Wednesday, January 27, 2021

Socialism For The Rich

When the pandemic has been reigned in, Tom Friedman writes that we have to have a conversation about what has become conventional wisdom over the last forty years -- socialism for the rich, capitalism for the rest:

This new consensus has a name: “Socialism for the rich and capitalism for the rest,” argues Ruchir Sharma, chief global strategist at Morgan Stanley Investment Management, author of “The Ten Rules of Successful Nations” and one of my favorite contrarian economic thinkers.

Socialism for the rich and capitalism for the rest — a variation on a theme popularized in the 1960s — happens, Sharma explained in a phone interview, when government intervention does more to stimulate the financial markets than the real economy. So, America’s richest 10 percent, who own more than 80 percent of U.S. stocks, have seen their wealth more than triple in 30 years, while the bottom 50 percent, relying on their day jobs in real markets to survive, had zero gains. Meanwhile, mediocre productivity in the real economy has limited opportunity, choice and income gains for the poor and middle class alike.

The best evidence is the last year: We’re in the middle of a pandemic that has crushed jobs and small businesses — but the stock market is soaring. That’s not right. That’s elephants flying. I always get worried watching elephants fly. It usually doesn’t end well.

We have bailed out companies that are zombies:

Sharma wrote in July in a Wall Street Journal essay titled “The Rescues Ruining Capitalism,” that easy money and increasingly generous bailouts fuel the rise of monopolies and keep “alive heavily indebted ‘zombie’ firms, at the expense of start-ups, which drive innovation.” And all of that is contributing to lower productivity, which means slower economic growth and “a shrinking of the pie for everyone.”

As such, no one should be surprised “that millennials and Gen Z are growing disillusioned with this distorted form of capitalism and say that they prefer socialism.”

In the 1980s, “only 2 percent of publicly traded companies in the U.S. were considered ‘zombies,’ a term used by the Bank for International Settlements (BIS) for companies that, over the previous three years, had not earned enough profit to make even the interest payments on their debt,” Sharma wrote. “The zombie minority started to grow rapidly in the early 2000s, and by the eve of the pandemic, accounted for 19 percent of U.S.-listed companies.” It’s happening in Europe, China and Japan, too.

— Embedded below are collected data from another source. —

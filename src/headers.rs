//! Which headers cross the proxy and which stay behind

use hyper::header::{
    HeaderMap, HeaderName, HeaderValue, ACCEPT_ENCODING, CONNECTION, CONTENT_LENGTH, HOST,
    SEC_WEBSOCKET_ACCEPT, SEC_WEBSOCKET_EXTENSIONS, SEC_WEBSOCKET_KEY, SEC_WEBSOCKET_PROTOCOL,
    SEC_WEBSOCKET_VERSION, TRAILER, UPGRADE,
};

/// Headers that only describe a single transport hop
pub const HOP_BY_HOP: [&str; 8] = [
    "connection",
    "keep-alive",
    "proxy-authenticate",
    "proxy-authorization",
    "te",
    "trailers",
    "transfer-encoding",
    "upgrade",
];

pub fn is_hop_by_hop(name: &HeaderName) -> bool {
    // `trailer` is the registered name; `trailers` is what clients actually send
    HOP_BY_HOP.contains(&name.as_str()) || name == TRAILER
}

/// Address a backend listens on
pub fn backend_authority(port: u16) -> String {
    format!("127.0.0.1:{}", port)
}

/// Prepare inbound request headers for the backend.
///
/// Drops hop-by-hop headers, `content-length` (the client recomputes it
/// from the body) and `accept-encoding` (compression is not negotiated on
/// the caller's behalf), then points `Host` at the backend.
pub fn prepare_request_headers(headers: &mut HeaderMap, port: u16) {
    remove_all(headers, |name| {
        is_hop_by_hop(name) || name == CONTENT_LENGTH || name == ACCEPT_ENCODING
    });
    // Always valid: digits, dots and a colon
    if let Ok(host) = HeaderValue::from_str(&backend_authority(port)) {
        headers.insert(HOST, host);
    }
}

/// Prepare backend response headers for the caller. Repeated names survive.
pub fn prepare_response_headers(headers: &mut HeaderMap) {
    remove_all(headers, |name| is_hop_by_hop(name) || name == CONTENT_LENGTH);
}

/// Headers worth replaying on the backend WebSocket handshake.
///
/// The handshake headers themselves are generated fresh for the backend
/// connection, and `Sec-WebSocket-Protocol` is negotiated separately.
pub fn websocket_forward_headers(headers: &HeaderMap) -> Vec<(HeaderName, HeaderValue)> {
    headers
        .iter()
        .filter(|(name, _)| {
            !is_hop_by_hop(name)
                && *name != HOST
                && *name != CONTENT_LENGTH
                && *name != SEC_WEBSOCKET_KEY
                && *name != SEC_WEBSOCKET_VERSION
                && *name != SEC_WEBSOCKET_EXTENSIONS
                && *name != SEC_WEBSOCKET_PROTOCOL
                && *name != SEC_WEBSOCKET_ACCEPT
        })
        .map(|(name, value)| (name.clone(), value.clone()))
        .collect()
}

/// Subprotocols offered by the client, in preference order
pub fn offered_subprotocols(headers: &HeaderMap) -> Vec<String> {
    headers
        .get_all(SEC_WEBSOCKET_PROTOCOL)
        .iter()
        .filter_map(|v| v.to_str().ok())
        .flat_map(|v| v.split(','))
        .map(str::trim)
        .filter(|p| !p.is_empty())
        .map(String::from)
        .collect()
}

/// Whether the request asks to switch to the WebSocket protocol
pub fn is_websocket_upgrade(headers: &HeaderMap) -> bool {
    let connection_upgrade = headers
        .get_all(CONNECTION)
        .iter()
        .filter_map(|v| v.to_str().ok())
        .flat_map(|v| v.split(','))
        .any(|token| token.trim().eq_ignore_ascii_case("upgrade"));

    let upgrade_websocket = headers
        .get(UPGRADE)
        .and_then(|v| v.to_str().ok())
        .map(|v| v.eq_ignore_ascii_case("websocket"))
        .unwrap_or(false);

    connection_upgrade && upgrade_websocket
}

fn remove_all(headers: &mut HeaderMap, should_drop: impl Fn(&HeaderName) -> bool) {
    let doomed: Vec<HeaderName> = headers.keys().filter(|name| should_drop(name)).cloned().collect();
    for name in doomed {
        headers.remove(&name);
    }
}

During the pandemic, big countries have prospered. Small businesses have closed. As Hamlet said, "The time is out of joint."

Image: QuotesGram


6 comments:

Graham said...

It looks like you doubled up on the last paragraph there. Otherwise, good post, thank you.

Owen Gray said...

I've been having that problem recently, Graham. Usually I -- or my wife -- catch it before publication. Today we both missed it.

Anonymous said...

Back when woolly mammoth roamed the Earth and I was taking ECON101, we learned that unregulated capitalism leads to monopolies. And monopolies bring enormous economic and political power concentrated in a few hands, along with economic stagnation and decline for everyone else. The Gilded Age monopolies of Rockefeller and Carnegie served as examples of large capital driving small out of business. In other words, we knew where the Reagan-Thatcher-Mulroney attack on economic regulation and unions was headed.

Now, surprise, surprise, we have a new Gilded Age, with greater social inequality and more powerful monopolies than the original one. The good news is that we know exactly what needs to be done to right the ship. Break up the monopolies and tax the hell out of the concentrated wealth they unjustly created. The bad news is that the political will to do the right thing seems to have evaporated.

Cap

Owen Gray said...

That' precisely the problem, Cap. We don't lack the knowledge. We lack the will.

The Disaffected Lib said...

I believe it was John Kenneth Galbraith who said that the only form of socialism the United States would ever accept was socialism for the rich. He went on:

“One of man’s oldest exercises in moral philosophy … is the search for a superior moral justification for selfishness. It is an exercise which always involves a certain number of internal contradictions and even a few absurdities. The conspicuously wealthy turn up urging the character-building value of privation for the poor.”

Owen Gray said...

The farm boy who grew up on the north shore of Lake Erie understood his adopted country very well, Mound.